Data to process
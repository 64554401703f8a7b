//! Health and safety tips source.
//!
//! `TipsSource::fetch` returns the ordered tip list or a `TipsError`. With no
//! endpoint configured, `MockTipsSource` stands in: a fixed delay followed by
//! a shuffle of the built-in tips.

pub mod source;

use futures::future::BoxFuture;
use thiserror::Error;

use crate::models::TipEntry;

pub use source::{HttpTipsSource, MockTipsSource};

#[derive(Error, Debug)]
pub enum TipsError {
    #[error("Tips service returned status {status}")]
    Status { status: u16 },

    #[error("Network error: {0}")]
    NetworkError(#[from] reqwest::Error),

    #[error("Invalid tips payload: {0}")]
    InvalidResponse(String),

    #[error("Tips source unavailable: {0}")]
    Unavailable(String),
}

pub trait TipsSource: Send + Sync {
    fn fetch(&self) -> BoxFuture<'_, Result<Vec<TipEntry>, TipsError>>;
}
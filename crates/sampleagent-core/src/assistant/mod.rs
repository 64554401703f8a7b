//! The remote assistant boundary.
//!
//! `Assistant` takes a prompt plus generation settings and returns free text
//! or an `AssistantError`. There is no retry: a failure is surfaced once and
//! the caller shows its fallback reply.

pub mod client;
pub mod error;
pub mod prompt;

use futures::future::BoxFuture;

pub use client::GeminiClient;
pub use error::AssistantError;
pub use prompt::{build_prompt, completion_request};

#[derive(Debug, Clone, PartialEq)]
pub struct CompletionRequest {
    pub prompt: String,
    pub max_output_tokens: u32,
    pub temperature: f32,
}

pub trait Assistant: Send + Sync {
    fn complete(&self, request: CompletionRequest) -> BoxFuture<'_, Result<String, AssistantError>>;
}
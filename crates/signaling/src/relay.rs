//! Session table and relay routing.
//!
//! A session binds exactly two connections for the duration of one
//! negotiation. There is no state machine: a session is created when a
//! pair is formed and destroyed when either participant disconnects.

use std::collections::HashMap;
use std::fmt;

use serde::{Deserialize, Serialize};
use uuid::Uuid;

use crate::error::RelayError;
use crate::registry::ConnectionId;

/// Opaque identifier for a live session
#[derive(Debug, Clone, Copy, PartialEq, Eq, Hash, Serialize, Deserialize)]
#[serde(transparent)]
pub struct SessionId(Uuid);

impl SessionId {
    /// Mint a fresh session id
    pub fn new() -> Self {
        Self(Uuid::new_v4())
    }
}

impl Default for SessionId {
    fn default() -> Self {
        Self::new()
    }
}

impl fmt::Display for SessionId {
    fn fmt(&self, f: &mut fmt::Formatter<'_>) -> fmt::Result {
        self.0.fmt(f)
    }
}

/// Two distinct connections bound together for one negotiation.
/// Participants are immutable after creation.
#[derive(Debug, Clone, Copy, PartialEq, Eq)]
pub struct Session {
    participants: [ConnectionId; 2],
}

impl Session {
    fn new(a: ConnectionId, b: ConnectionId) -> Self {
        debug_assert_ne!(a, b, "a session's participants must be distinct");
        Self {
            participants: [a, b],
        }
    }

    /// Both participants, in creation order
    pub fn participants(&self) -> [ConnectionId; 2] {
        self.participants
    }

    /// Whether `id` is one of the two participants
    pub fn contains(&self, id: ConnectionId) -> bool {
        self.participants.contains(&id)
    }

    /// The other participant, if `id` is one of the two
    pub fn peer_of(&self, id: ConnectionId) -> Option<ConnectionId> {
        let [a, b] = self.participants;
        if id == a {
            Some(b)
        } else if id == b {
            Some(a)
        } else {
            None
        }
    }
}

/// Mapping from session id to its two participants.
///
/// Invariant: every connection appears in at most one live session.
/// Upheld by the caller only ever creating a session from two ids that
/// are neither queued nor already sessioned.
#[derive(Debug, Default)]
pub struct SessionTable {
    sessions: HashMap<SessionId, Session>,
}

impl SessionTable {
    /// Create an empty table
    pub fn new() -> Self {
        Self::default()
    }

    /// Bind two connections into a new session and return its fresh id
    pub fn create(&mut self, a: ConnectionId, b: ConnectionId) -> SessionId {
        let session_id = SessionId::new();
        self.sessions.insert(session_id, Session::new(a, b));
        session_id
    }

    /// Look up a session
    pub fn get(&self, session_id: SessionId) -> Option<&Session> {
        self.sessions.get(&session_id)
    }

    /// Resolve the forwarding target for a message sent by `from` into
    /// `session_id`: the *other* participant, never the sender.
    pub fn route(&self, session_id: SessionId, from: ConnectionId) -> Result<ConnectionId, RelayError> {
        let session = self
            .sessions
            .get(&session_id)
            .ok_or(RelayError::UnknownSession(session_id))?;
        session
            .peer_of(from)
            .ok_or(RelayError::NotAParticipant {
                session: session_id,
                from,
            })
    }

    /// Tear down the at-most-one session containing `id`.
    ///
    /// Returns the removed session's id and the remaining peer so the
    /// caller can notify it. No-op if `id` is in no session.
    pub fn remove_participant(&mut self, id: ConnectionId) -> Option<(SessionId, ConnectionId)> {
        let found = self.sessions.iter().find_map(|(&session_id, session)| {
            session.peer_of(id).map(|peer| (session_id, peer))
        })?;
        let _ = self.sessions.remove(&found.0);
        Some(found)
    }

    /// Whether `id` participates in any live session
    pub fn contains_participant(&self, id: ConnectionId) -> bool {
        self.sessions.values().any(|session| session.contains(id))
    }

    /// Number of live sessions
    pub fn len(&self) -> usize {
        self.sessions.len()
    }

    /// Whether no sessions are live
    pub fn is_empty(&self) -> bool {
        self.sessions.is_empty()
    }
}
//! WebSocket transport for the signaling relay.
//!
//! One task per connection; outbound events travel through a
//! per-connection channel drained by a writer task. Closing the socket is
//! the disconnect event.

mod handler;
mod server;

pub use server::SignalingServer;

Goal of the exercise
Determine how many lines above contain "impl" as a word or string. Give the number alone.

Solution
5